Tanzania

7 Wonders of Tanzania

When most people think of Africa they imagine wildlife, safaris and encounters with nature, and Tanzania might just be the capital of such natural attractions. A quick look at the 7 Wonders of Tanzania and it is easy to see that nature monopolizes the wonder status.

Tanzania is a country rich in natural wonders. Three of Africa’s 7 Natural Wonders of Africa call Tanzania home, and serve as the leading nature attractions for the country.

The Seven Wonders of Tanzania lead off with the representatives from Africa’s 7 Wonders of nature. Scroll down to discover and learn more about the best attractions in Tanzania; here are your 7 Wonders of Tanzania:

Mount Kilimanjaro

Mount Kilimanjaro is affectionately called the rooftop of Africa. Mount Kilimanjaro is the tallest mountain in Africa, and it is the tallest free-standing mountain in the world. It reaches a summit of 19,340 feet (5,895 m).

Mount Kilimanjaro is one of the largest stratovolcanoes in the world. It is comprised of seven distinctive peaks with the highest elevation occurring at Uhuru Peak. Additionally, there is a 1.5-mile-wide crater that is located in the Kibo area of the mountain.

Ngorongoro Crater

Ngorongoro Crater is often referred to as “Africa’s Garden of Eden.” It could also be described as a fish bowl of wildlife. Ngorongoro Crater has the distinction of being the largest unbroken caldera from around the world.

Ngorongoro Crater extends across the crater 12 miles (19 km) with the crater floor accounting for 102 square miles (264 sq. km) of intimate encounters with wildlife. The rim of the crater reaches heights of 2,000 feet (610 m) with an elevation of approximately 7,500 feet (2,285 m) above sea level.

Lions, leopards, and cheetah are three predators calling Ngorongoro home. Additionally, visitors can experience around 30,000 animals with other species including elephant, hippo, black rhinos, buffaloes, zebra, and wildebeests. It quite possibly the most intimate encounter with wildlife in all of Africa.

Serengeti Migration

The Serengeti Migration is one of the highlight nature attractions in all of Africa. Although there are other animals the majority of the Serengeti Migration is accounted for by the approximately 1.6 million wildebeests, 470,000 gazelles, and over 250,000 zebras. Collectively, it is the largest terrestrial mammal migration in the world.

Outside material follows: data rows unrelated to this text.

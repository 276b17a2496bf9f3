use crate::error::{Error, Result};
use dotenvy::dotenv;
use std::env;
use std::sync::OnceLock;

#[derive(Debug, Clone, Copy, PartialEq, Eq)]
pub enum AppEnvironment {
    Development,
    Production,
}

impl AppEnvironment {
    pub fn as_str(&self) -> &'static str {
        match self {
            AppEnvironment::Development => "development",
            AppEnvironment::Production => "production",
        }
    }
}

impl std::str::FromStr for AppEnvironment {
    type Err = String;

    fn from_str(s: &str) -> std::result::Result<Self, Self::Err> {
        match s.to_ascii_lowercase().as_str() {
            "development" | "dev" | "local" => Ok(AppEnvironment::Development),
            "production" | "prod" => Ok(AppEnvironment::Production),
            other => Err(format!("unknown environment '{}'", other)),
        }
    }
}

#[derive(Debug, Clone)]
pub struct Config {
    pub server_address: String,
    /// `None` selects the in-memory store.
    pub database_url: Option<String>,
    pub db_max_connections: u32,
    pub jwt_secret: String,
    pub jwt_ttl_minutes: i64,
    pub app_env: AppEnvironment,
    pub seed_demo_data: bool,
    pub log_format: LogFormat,
}

#[derive(Debug, Clone, Copy, PartialEq, Eq)]
pub enum LogFormat {
    Pretty,
    Json,
}

pub static CONFIG: OnceLock<Config> = OnceLock::new();

/// One year.
pub const MAX_JWT_TTL_MINUTES: i64 = 525_600;

impl Config {
    pub fn from_env() -> Result<Self> {
        dotenv().ok();

        let database_url = env::var("DATABASE_URL")
            .ok()
            .filter(|url| !url.trim().is_empty() && !url.starts_with("memory://"));

        let log_format = match env::var("LOG_FORMAT").ok().as_deref() {
            Some("json") => LogFormat::Json,
            _ => LogFormat::Pretty,
        };

        Ok(Self {
            server_address: get_env_or("SERVER_ADDRESS", "0.0.0.0:8080"),
            database_url,
            db_max_connections: get_env_parse_or("DB_MAX_CONNECTIONS", 20)?,
            jwt_secret: get_env("JWT_SECRET")?,
            jwt_ttl_minutes: check_jwt_ttl(get_env_parse_or("JWT_TTL_MINUTES", 60)?)?,
            app_env: get_env_parse_or("APP_ENV", AppEnvironment::Development)?,
            seed_demo_data: get_env_parse_or("SEED_DEMO_DATA", false)?,
            log_format,
        })
    }

    pub fn is_production(&self) -> bool {
        self.app_env == AppEnvironment::Production
    }
}

fn get_env(name: &str) -> Result<String> {
    env::var(name).map_err(|_| Error::Config(format!("Missing environment variable: {}", name)))
}

fn get_env_or(name: &str, default: &str) -> String {
    env::var(name).unwrap_or_else(|_| default.to_string())
}

fn get_env_parse_or<T>(name: &str, default: T) -> Result<T>
where
    T: std::str::FromStr,
    T::Err: std::fmt::Display,
{
    match env::var(name) {
        Ok(raw) => raw
            .parse()
            .map_err(|e| Error::Config(format!("Invalid value for {}: {}", name, e))),
        Err(_) => Ok(default),
    }
}

fn check_jwt_ttl(minutes: i64) -> Result<i64> {
    if (1..=MAX_JWT_TTL_MINUTES).contains(&minutes) {
        Ok(minutes)
    } else {
        Err(Error::Config(format!(
            "JWT_TTL_MINUTES must be between 1 and {}, got {}",
            MAX_JWT_TTL_MINUTES, minutes
        )))
    }
}

pub fn init_config() -> Result<()> {
    let config = Config::from_env()?;
    install_config(config)
}

/// Installs an already built configuration, used by tests and embedders.
pub fn install_config(config: Config) -> Result<()> {
    CONFIG
        .set(config)
        .map_err(|_| Error::Config("Configuration has already been initialized".to_string()))?;
    Ok(())
}

pub fn get_config() -> Result<&'static Config> {
    CONFIG
        .get()
        .ok_or_else(|| Error::Config("Configuration has not been initialized".to_string()))
}
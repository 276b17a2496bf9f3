use std::fmt::{Debug, Display};
use std::hash::Hash;

use chrono::{DateTime, Utc};
use serde::{Deserialize, Serialize};
use sqlx::{postgres::PgRow, FromRow, Postgres};
use uuid::Uuid;

/// Audit and soft-delete columns shared by every table.
#[derive(Debug, Clone, PartialEq, Serialize, Deserialize, FromRow)]
pub struct AuditFields {
    pub created_at: DateTime<Utc>,
    pub updated_at: Option<DateTime<Utc>>,
    pub created_by: Option<String>,
    pub updated_by: Option<String>,
    pub is_deleted: bool,
    pub deleted_at: Option<DateTime<Utc>>,
    pub deleted_by: Option<String>,
}

impl Default for AuditFields {
    fn default() -> Self {
        Self {
            created_at: Utc::now(),
            updated_at: None,
            created_by: None,
            updated_by: None,
            is_deleted: false,
            deleted_at: None,
            deleted_by: None,
        }
    }
}

impl AuditFields {
    pub fn is_active(&self) -> bool {
        !self.is_deleted
    }

    pub fn last_modified(&self) -> DateTime<Utc> {
        self.updated_at.unwrap_or(self.created_at)
    }

    pub fn last_modified_by(&self) -> Option<&str> {
        self.updated_by.as_deref().or(self.created_by.as_deref())
    }

    pub(crate) fn stamp_created(&mut self, now: DateTime<Utc>, actor: Option<&str>) {
        self.created_at = now;
        self.created_by = actor.map(str::to_string);
    }

    pub(crate) fn stamp_updated(&mut self, now: DateTime<Utc>, actor: Option<&str>) {
        self.updated_at = Some(now);
        self.updated_by = actor.map(str::to_string);
    }

    pub(crate) fn stamp_deleted(&mut self, now: DateTime<Utc>, actor: Option<&str>) {
        self.is_deleted = true;
        self.deleted_at = Some(now);
        self.deleted_by = actor.map(str::to_string);
        self.stamp_updated(now, actor);
    }
}

/// Primary key of an entity: database sequences for catalogue tables,
/// client generated UUIDs for users.
pub trait EntityKey:
    Copy
    + Eq
    + Ord
    + Hash
    + Debug
    + Display
    + Send
    + Sync
    + Unpin
    + 'static
    + for<'q> sqlx::Encode<'q, Postgres>
    + sqlx::Type<Postgres>
{
    fn is_unset(&self) -> bool;

    /// Produces the next key for stores without their own sequence.
    fn generate(sequence: &mut i64) -> Self;
}

impl EntityKey for i64 {
    fn is_unset(&self) -> bool {
        *self <= 0
    }

    fn generate(sequence: &mut i64) -> Self {
        *sequence += 1;
        *sequence
    }
}

impl EntityKey for Uuid {
    fn is_unset(&self) -> bool {
        self.is_nil()
    }

    fn generate(_sequence: &mut i64) -> Self {
        Uuid::new_v4()
    }
}

pub trait Entity:
    Clone + Debug + Send + Sync + Unpin + 'static + for<'r> FromRow<'r, PgRow>
{
    type Key: EntityKey;

    /// Name used in error messages, e.g. `Entity 'Product' with key '3' was not found`.
    const NAME: &'static str;

    fn id(&self) -> Self::Key;
    fn set_id(&mut self, id: Self::Key);
    fn audit(&self) -> &AuditFields;
    fn audit_mut(&mut self) -> &mut AuditFields;

    fn is_deleted(&self) -> bool {
        self.audit().is_deleted
    }
}
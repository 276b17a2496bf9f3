use axum::{
    extract::Query,
    response::{IntoResponse, Json},
};

use crate::{
    dto::search_dto::{SearchQuery, SuggestionQuery},
    error::Result,
    extract::RequestScope,
};

const DEFAULT_SUGGESTIONS: usize = 10;

#[utoipa::path(
    get,
    path = "/api/search",
    params(("q" = String, Query, description = "Search term")),
    responses(
        (status = 200, description = "Matches across products, categories and users", body = crate::dto::search_dto::GlobalSearchResult),
        (status = 400, description = "Empty search term")
    )
)]
#[axum::debug_handler(state = crate::AppState)]
pub async fn global_search(
    scope: RequestScope,
    Query(query): Query<SearchQuery>,
) -> Result<impl IntoResponse> {
    let term = query.q.unwrap_or_default();
    Ok(Json(scope.search().global_search(&term).await?))
}

#[utoipa::path(
    get,
    path = "/api/search/suggestions",
    params(
        ("q" = String, Query, description = "Prefix to complete"),
        ("max" = Option<usize>, Query, description = "Maximum suggestions, default 10")
    ),
    responses((status = 200, description = "Product and category names", body = [String]))
)]
#[axum::debug_handler(state = crate::AppState)]
pub async fn suggestions(
    scope: RequestScope,
    Query(query): Query<SuggestionQuery>,
) -> Result<impl IntoResponse> {
    let partial = query.q.unwrap_or_default();
    let max = query.max.unwrap_or(DEFAULT_SUGGESTIONS);
    Ok(Json(scope.search().suggestions(&partial, max).await))
}
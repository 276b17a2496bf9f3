use sqlx::{PgPool, Postgres, Transaction};

use super::memory::{MemoryDatabase, MemoryTransaction};
use super::Database;
use crate::error::{Error, Result};
use crate::repositories::table::Table;

/// One logical connection to the store. Owns the open transaction, if any;
/// dropping a session with an open transaction rolls it back.
pub enum Session {
    Postgres {
        pool: PgPool,
        tx: Option<Transaction<'static, Postgres>>,
    },
    Memory {
        db: MemoryDatabase,
        tx: Option<MemoryTransaction>,
    },
}

impl Session {
    pub fn new(database: &Database) -> Self {
        match database {
            Database::Postgres(pool) => Session::Postgres {
                pool: pool.clone(),
                tx: None,
            },
            Database::Memory(db) => Session::Memory {
                db: db.clone(),
                tx: None,
            },
        }
    }

    pub fn in_transaction(&self) -> bool {
        match self {
            Session::Postgres { tx, .. } => tx.is_some(),
            Session::Memory { tx, .. } => tx.is_some(),
        }
    }

    pub async fn begin(&mut self) -> Result<()> {
        if self.in_transaction() {
            return Ok(());
        }
        match self {
            Session::Postgres { pool, tx } => *tx = Some(pool.begin().await?),
            Session::Memory { db, tx } => *tx = Some(MemoryTransaction::begin(db).await),
        }
        Ok(())
    }

    pub async fn commit(&mut self) -> Result<()> {
        match self {
            Session::Postgres { tx, .. } => {
                if let Some(open) = tx.take() {
                    open.commit().await?;
                }
            }
            Session::Memory { tx, .. } => {
                if let Some(open) = tx.take() {
                    open.commit();
                }
            }
        }
        Ok(())
    }

    pub async fn rollback(&mut self) -> Result<()> {
        match self {
            Session::Postgres { tx, .. } => {
                if let Some(open) = tx.take() {
                    open.rollback().await?;
                }
            }
            Session::Memory { tx, .. } => {
                tx.take();
            }
        }
        Ok(())
    }

    pub async fn load<E: Table>(&mut self, include_deleted: bool) -> Result<Vec<E>> {
        match self {
            Session::Postgres { tx: Some(tx), .. } => E::select_all(&mut **tx, include_deleted).await,
            Session::Postgres { pool, tx: None } => {
                let mut conn = pool.acquire().await?;
                E::select_all(&mut conn, include_deleted).await
            }
            Session::Memory { tx: Some(tx), .. } => Ok(E::memory(tx.tables()).rows(include_deleted)),
            Session::Memory { db, tx: None } => Ok(E::memory(&*db.lock().await).rows(include_deleted)),
        }
    }

    pub async fn load_one<E: Table>(
        &mut self,
        id: E::Key,
        include_deleted: bool,
    ) -> Result<Option<E>> {
        match self {
            Session::Postgres { tx: Some(tx), .. } => {
                E::select_one(&mut **tx, id, include_deleted).await
            }
            Session::Postgres { pool, tx: None } => {
                let mut conn = pool.acquire().await?;
                E::select_one(&mut conn, id, include_deleted).await
            }
            Session::Memory { tx: Some(tx), .. } => {
                Ok(E::memory(tx.tables()).get(&id, include_deleted))
            }
            Session::Memory { db, tx: None } => {
                Ok(E::memory(&*db.lock().await).get(&id, include_deleted))
            }
        }
    }

    pub async fn insert<E: Table>(&mut self, row: &E) -> Result<E> {
        match self {
            Session::Postgres { tx: Some(tx), .. } => E::insert_row(&mut **tx, row).await,
            Session::Postgres { pool, tx: None } => {
                let mut conn = pool.acquire().await?;
                E::insert_row(&mut conn, row).await
            }
            Session::Memory { tx: Some(tx), .. } => E::memory_insert(tx.tables_mut(), row),
            Session::Memory { db, tx: None } => E::memory_insert(&mut *db.lock().await, row),
        }
    }

    /// Fails with [`Error::Conflict`] when the row no longer exists.
    pub async fn update<E: Table>(&mut self, row: &E) -> Result<E> {
        let saved = match self {
            Session::Postgres { tx: Some(tx), .. } => E::update_row(&mut **tx, row).await?,
            Session::Postgres { pool, tx: None } => {
                let mut conn = pool.acquire().await?;
                E::update_row(&mut conn, row).await?
            }
            Session::Memory { tx: Some(tx), .. } => Some(E::memory_update(tx.tables_mut(), row)?),
            Session::Memory { db, tx: None } => Some(E::memory_update(&mut *db.lock().await, row)?),
        };
        saved.ok_or_else(|| {
            Error::Conflict(format!("{} with key {} no longer exists", E::NAME, row.id()))
        })
    }

    pub async fn execute_sql(&mut self, sql: &str) -> Result<u64> {
        let result = match self {
            Session::Postgres { tx: Some(tx), .. } => sqlx::query(sql).execute(&mut **tx).await?,
            Session::Postgres { pool, tx: None } => sqlx::query(sql).execute(&*pool).await?,
            Session::Memory { .. } => {
                return Err(Error::Internal(
                    "Raw SQL is not supported by the in-memory store".to_string(),
                ))
            }
        };
        Ok(result.rows_affected())
    }

    pub async fn ping(&mut self) -> Result<()> {
        match self {
            Session::Postgres { pool, .. } => {
                sqlx::query("SELECT 1").execute(&*pool).await?;
            }
            Session::Memory { db, tx } => {
                if tx.is_none() {
                    drop(db.lock().await);
                }
            }
        }
        Ok(())
    }
}
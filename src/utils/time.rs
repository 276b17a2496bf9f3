use chrono::{DateTime, Utc};

/// Source of "now" for audit stamping.
#[cfg_attr(test, mockall::automock)]
pub trait Clock: Send + Sync {
    fn now(&self) -> DateTime<Utc>;
}

#[derive(Debug, Default, Clone, Copy)]
pub struct SystemClock;

impl Clock for SystemClock {
    fn now(&self) -> DateTime<Utc> {
        Utc::now()
    }
}

/// Suffix used in export file names, e.g. `20250305_143000`.
pub fn to_file_stamp(dt: DateTime<Utc>) -> String {
    dt.format("%Y%m%d_%H%M%S").to_string()
}

#[cfg(test)]
mod tests {
    use super::*;
    use chrono::TimeZone;

    #[test]
    fn formats_file_stamps() {
        let dt = Utc.with_ymd_and_hms(2025, 3, 5, 14, 30, 9).unwrap();
        assert_eq!(to_file_stamp(dt), "20250305_143009");
    }

    #[test]
    fn mocked_clock_returns_fixed_instant() {
        let fixed = Utc.with_ymd_and_hms(2024, 1, 1, 0, 0, 0).unwrap();
        let mut clock = MockClock::new();
        clock.expect_now().return_const(fixed);
        assert_eq!(clock.now(), fixed);
    }
}
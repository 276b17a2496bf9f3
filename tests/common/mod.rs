#![allow(dead_code)]

use axum::{
    body::{to_bytes, Body},
    http::{HeaderMap, Request, StatusCode},
    Router,
};
use serde_json::{json, Value as JsonValue};
use storefront_backend::{
    config::{install_config, AppEnvironment, Config, LogFormat},
    database::Database,
    routes, AppState,
};
use tower::ServiceExt;

pub const JWT_SECRET: &str = "test_secret_key";
pub const PASSWORD: &str = "password123";

pub fn test_config() -> Config {
    Config {
        server_address: "127.0.0.1:0".into(),
        database_url: None,
        db_max_connections: 1,
        jwt_secret: JWT_SECRET.into(),
        jwt_ttl_minutes: 60,
        app_env: AppEnvironment::Development,
        seed_demo_data: false,
        log_format: LogFormat::Pretty,
    }
}

/// Router over a fresh in-memory store.
pub fn app() -> Router {
    // Every test in a binary shares the global config; the first one wins.
    let _ = install_config(test_config());
    routes::router(AppState::new(Database::memory(), test_config()))
}

pub struct TestResponse {
    pub status: StatusCode,
    pub headers: HeaderMap,
    pub bytes: Vec<u8>,
}

impl TestResponse {
    pub fn json(&self) -> JsonValue {
        serde_json::from_slice(&self.bytes).unwrap_or(JsonValue::Null)
    }

    pub fn text(&self) -> String {
        String::from_utf8_lossy(&self.bytes).into_owned()
    }
}

pub async fn send(
    app: &Router,
    method: &str,
    uri: &str,
    token: Option<&str>,
    body: Option<JsonValue>,
) -> TestResponse {
    let mut builder = Request::builder().method(method).uri(uri);
    if let Some(token) = token {
        builder = builder.header("authorization", format!("Bearer {}", token));
    }
    let req = match body {
        Some(body) => builder
            .header("content-type", "application/json")
            .body(Body::from(body.to_string()))
            .unwrap(),
        None => builder.body(Body::empty()).unwrap(),
    };
    let resp = app.clone().oneshot(req).await.unwrap();
    let status = resp.status();
    let headers = resp.headers().clone();
    let bytes = to_bytes(resp.into_body(), 1024 * 1024).await.unwrap().to_vec();
    TestResponse {
        status,
        headers,
        bytes,
    }
}

/// Registers `email` and returns a bearer token for it.
pub async fn login_as(app: &Router, email: &str) -> String {
    let resp = send(
        app,
        "POST",
        "/api/account/register",
        None,
        Some(json!({
            "email": email,
            "user_name": email,
            "password": PASSWORD,
            "first_name": "Test",
            "last_name": "User"
        })),
    )
    .await;
    assert_eq!(resp.status, StatusCode::CREATED, "{}", resp.text());

    let resp = send(
        app,
        "POST",
        "/api/account/login",
        None,
        Some(json!({ "email": email, "password": PASSWORD })),
    )
    .await;
    assert_eq!(resp.status, StatusCode::OK, "{}", resp.text());
    resp.json()["access_token"].as_str().unwrap().to_string()
}

pub async fn create_category(app: &Router, token: &str, name: &str) -> i64 {
    let resp = send(
        app,
        "POST",
        "/api/categories",
        Some(token),
        Some(json!({ "name": name, "description": format!("{} items", name) })),
    )
    .await;
    assert_eq!(resp.status, StatusCode::CREATED, "{}", resp.text());
    resp.json()["id"].as_i64().unwrap()
}

pub async fn create_product(app: &Router, token: &str, body: JsonValue) -> TestResponse {
    send(app, "POST", "/api/products", Some(token), Some(body)).await
}
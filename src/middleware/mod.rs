pub mod auth;
pub mod panic;
pub mod security_headers;
use axum::{
    extract::Query,
    http::{header, StatusCode},
    response::{IntoResponse, Json},
};

use crate::{
    dto::export_dto::ExportQuery,
    error::Result,
    extract::RequestScope,
    services::export_service::ExportFile,
};

fn attachment(file: ExportFile) -> impl IntoResponse {
    let disposition = format!("attachment; filename=\"{}\"", file.file_name);
    (
        StatusCode::OK,
        [
            (header::CONTENT_TYPE, file.content_type.to_string()),
            (header::CONTENT_DISPOSITION, disposition),
        ],
        file.bytes,
    )
}

#[utoipa::path(
    get,
    path = "/api/export/products",
    params(
        ("format" = Option<String>, Query, description = "csv, excel, pdf or json"),
        ("active_only" = Option<bool>, Query, description = "Only active products"),
        ("category_id" = Option<i64>, Query, description = "Only products of this category")
    ),
    responses(
        (status = 200, description = "Products file attachment"),
        (status = 401, description = "Missing or invalid token")
    )
)]
#[axum::debug_handler(state = crate::AppState)]
pub async fn export_products(
    scope: RequestScope,
    Query(query): Query<ExportQuery>,
) -> Result<impl IntoResponse> {
    let file = scope.export().export_products(&query).await?;
    Ok(attachment(file))
}

#[utoipa::path(
    get,
    path = "/api/export/categories",
    params(
        ("format" = Option<String>, Query, description = "csv, excel, pdf or json"),
        ("active_only" = Option<bool>, Query, description = "Only active categories")
    ),
    responses((status = 200, description = "Categories file attachment"))
)]
#[axum::debug_handler(state = crate::AppState)]
pub async fn export_categories(
    scope: RequestScope,
    Query(query): Query<ExportQuery>,
) -> Result<impl IntoResponse> {
    let file = scope.export().export_categories(&query).await?;
    Ok(attachment(file))
}

#[utoipa::path(
    get,
    path = "/api/export/users",
    params(("format" = Option<String>, Query, description = "csv, excel, pdf or json")),
    responses((status = 200, description = "Users file attachment"))
)]
#[axum::debug_handler(state = crate::AppState)]
pub async fn export_users(
    scope: RequestScope,
    Query(query): Query<ExportQuery>,
) -> Result<impl IntoResponse> {
    let file = scope.export().export_users(&query).await?;
    Ok(attachment(file))
}

#[utoipa::path(
    get,
    path = "/api/export/stats",
    responses((status = 200, description = "Record counts per entity", body = crate::dto::export_dto::ExportStats))
)]
#[axum::debug_handler(state = crate::AppState)]
pub async fn export_stats(scope: RequestScope) -> Result<impl IntoResponse> {
    Ok(Json(scope.export().stats().await?))
}
use std::collections::BTreeMap;

use axum::{
    http::StatusCode,
    response::{IntoResponse, Json, Response},
};
use serde::Serialize;

pub type Result<T> = std::result::Result<T, Error>;

type BoxError = Box<dyn std::error::Error + Send + Sync>;

/// Field name to the messages reported for it.
pub type FieldErrors = BTreeMap<String, Vec<String>>;

#[derive(Debug, thiserror::Error)]
pub enum Error {
    #[error("Configuration error: {0}")]
    Config(String),

    /// A domain rule was broken. `code` is the machine readable identifier
    /// returned to clients (`SKU_UNIQUENESS`, `CATEGORY_HAS_PRODUCTS`, ...).
    #[error("{message}")]
    Business {
        code: String,
        message: String,
        #[source]
        source: Option<BoxError>,
    },

    #[error("{message}")]
    Validation {
        message: String,
        errors: FieldErrors,
    },

    #[error("Entity '{entity}' with key '{key}' was not found")]
    NotFound { entity: String, key: String },

    #[error("Unauthorized: {0}")]
    Unauthorized(String),

    #[error("Forbidden: {0}")]
    Forbidden(String),

    #[error("Database error: {0}")]
    Database(sqlx::Error),

    #[error("Constraint violation: {0}")]
    Constraint(String),

    /// The row an update targeted no longer exists.
    #[error("Conflict: {0}")]
    Conflict(String),

    #[error("Migration error: {0}")]
    Migrate(#[from] sqlx::migrate::MigrateError),

    #[error("JSON error: {0}")]
    Json(#[from] serde_json::Error),

    #[error(transparent)]
    Anyhow(#[from] anyhow::Error),

    #[error("Internal error: {0}")]
    Internal(String),

    #[error("IO error: {0}")]
    Io(#[from] std::io::Error),

    #[error("Excel export error: {0}")]
    Xlsx(#[from] rust_xlsxwriter::XlsxError),
}

impl Error {
    pub fn business(code: impl Into<String>, message: impl Into<String>) -> Self {
        Error::Business {
            code: code.into(),
            message: message.into(),
            source: None,
        }
    }

    /// Wraps an unexpected failure under a business code, keeping the cause.
    pub fn business_from(
        code: impl Into<String>,
        message: impl Into<String>,
        source: impl Into<BoxError>,
    ) -> Self {
        Error::Business {
            code: code.into(),
            message: message.into(),
            source: Some(source.into()),
        }
    }

    pub fn validation(message: impl Into<String>) -> Self {
        Error::Validation {
            message: message.into(),
            errors: FieldErrors::new(),
        }
    }

    pub fn field(field: impl Into<String>, message: impl Into<String>) -> Self {
        let message = message.into();
        let mut errors = FieldErrors::new();
        errors.insert(field.into(), vec![message.clone()]);
        Error::Validation { message, errors }
    }

    pub fn not_found(entity: impl Into<String>, key: impl ToString) -> Self {
        Error::NotFound {
            entity: entity.into(),
            key: key.to_string(),
        }
    }

    /// Business, validation and not-found errors are surfaced as they are;
    /// services wrap everything else under an operation-specific code.
    pub fn is_domain(&self) -> bool {
        matches!(
            self,
            Error::Business { .. } | Error::Validation { .. } | Error::NotFound { .. }
        )
    }

    pub fn code(&self) -> &str {
        match self {
            Error::Business { code, .. } => code,
            Error::Validation { .. } => "VALIDATION_ERROR",
            Error::NotFound { .. } => "NOT_FOUND",
            Error::Unauthorized(_) => "UNAUTHORIZED",
            Error::Forbidden(_) => "FORBIDDEN",
            Error::Json(_) => "INVALID_JSON",
            _ => "INTERNAL_ERROR",
        }
    }

    pub fn status_code(&self) -> StatusCode {
        match self {
            Error::NotFound { .. } => StatusCode::NOT_FOUND,
            Error::Validation { .. } | Error::Business { .. } | Error::Json(_) => {
                StatusCode::BAD_REQUEST
            }
            Error::Unauthorized(_) => StatusCode::UNAUTHORIZED,
            Error::Forbidden(_) => StatusCode::FORBIDDEN,
            _ => StatusCode::INTERNAL_SERVER_ERROR,
        }
    }
}

/// JSON body returned for every failed request.
#[derive(Debug, Serialize)]
#[serde(rename_all = "camelCase")]
pub struct ErrorEnvelope {
    pub status_code: u16,
    pub message: String,
    pub error_code: String,
    #[serde(skip_serializing_if = "Option::is_none")]
    pub errors: Option<FieldErrors>,
    #[serde(skip_serializing_if = "Option::is_none")]
    pub detail: Option<String>,
}

impl ErrorEnvelope {
    pub fn internal(detail: Option<String>) -> Self {
        Self {
            status_code: StatusCode::INTERNAL_SERVER_ERROR.as_u16(),
            message: "An internal server error occurred".to_string(),
            error_code: "INTERNAL_ERROR".to_string(),
            errors: None,
            detail: detail.filter(|_| expose_details()),
        }
    }
}

/// Diagnostic detail is only attached outside production.
pub fn expose_details() -> bool {
    crate::config::CONFIG
        .get()
        .map(|config| !config.is_production())
        .unwrap_or(false)
}

impl IntoResponse for Error {
    fn into_response(self) -> Response {
        let status = self.status_code();
        let envelope = if status == StatusCode::INTERNAL_SERVER_ERROR {
            tracing::error!(error = ?self, "Request failed");
            ErrorEnvelope::internal(Some(format!("{:?}", self)))
        } else {
            let errors = match &self {
                Error::Validation { errors, .. } => Some(errors.clone()),
                _ => None,
            };
            ErrorEnvelope {
                status_code: status.as_u16(),
                message: self.to_string(),
                error_code: self.code().to_string(),
                errors,
                detail: None,
            }
        };

        (status, Json(envelope)).into_response()
    }
}

impl From<sqlx::Error> for Error {
    fn from(err: sqlx::Error) -> Self {
        match err {
            sqlx::Error::Database(db) if db.constraint().is_some() => {
                Error::Constraint(db.message().to_string())
            }
            other => Error::Database(other),
        }
    }
}

impl From<validator::ValidationErrors> for Error {
    fn from(err: validator::ValidationErrors) -> Self {
        let mut errors = FieldErrors::new();
        for (field, failures) in err.field_errors() {
            let messages = failures
                .iter()
                .map(|failure| match &failure.message {
                    Some(message) => message.to_string(),
                    None => format!("{} is invalid ({})", field, failure.code),
                })
                .collect();
            errors.insert(field.to_string(), messages);
        }
        Error::Validation {
            message: "One or more validation errors occurred".to_string(),
            errors,
        }
    }
}

impl From<argon2::password_hash::Error> for Error {
    fn from(err: argon2::password_hash::Error) -> Self {
        Error::Internal(format!("Password hashing failed: {}", err))
    }
}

The Serengeti Migration involves a circular migration that occurs between Tanzania and Kenya. The majority of the migration occurs in Tanzania, but the migration journey expands across 18,641.1 square miles (30,000 sq. km). It is both the largest and the longest migration in the world.

The name Serengeti means “endless plains.” Approximately 80% of the Serengeti plains are protected by the Tanzania and Kenya governments. Around 250,000 wildebeests are lost every year to starvation, exhaustion, or predators.

Lake Tanganyika

Lake Tanganyika is the largest freshwater lake in Africa, the largest lake by volume in Africa, and the deepest lake in Africa. It places second for each of these qualifications after Baikal in Siberia. Although the Lake Tanganyika extends across 4 countries, Tanzania has the largest percentage at 46%.

Lake Tanganyika is located amidst the Albertine Rift and the East Africa Rift creating the largest rift lake in the world. The lake stretches a length of 418 miles (673 km) with a width of 45 miles (72 km). The surface area of the lake measures 12,700 square miles (32,900 sq. km) with a shoreline stretching 1,136 miles (1,828 km) around the lake.

The average depth of the lake is 1,870 feet (570 m) with the deepest part reaching a depth of 4,820 feet (1,470 m). The lake holds approximately 4,500 cubic miles (18,900 cubic km) of water.

Lake Victoria

Lake Victoria, named after Queen Victoria, is one of Africa’s Great Lakes. The lake has a surface area stretching 26,000 square miles (68,800 sq. km) creating the largest tropical lake in the world, and it creates Africa’s largest fresh water lake by surface area being second in the world to Lake Superior in North America.

Lake Victoria holds 659.8 cubic miles (2,750 cubic km) of water ranking 9th in the world. The lake accumulate its water mostly through rain, however, there are a few rivers emptying into it with the Kagera River being the largest. The Nile River is the only river exiting Lake Victoria.

Lake Victoria reaches a depth of 276 feet (84 m) averaging only 130 feet (40 m). The catchment area expands to 71,000 square miles (184,000 sq. km), with the shoreline stretching 4,438 miles (7,142 km) around the lake. The largest portion of the lake is accounted for by Tanzania at 49% and Uganda at 45%. Kenya accounts for the remain 6%.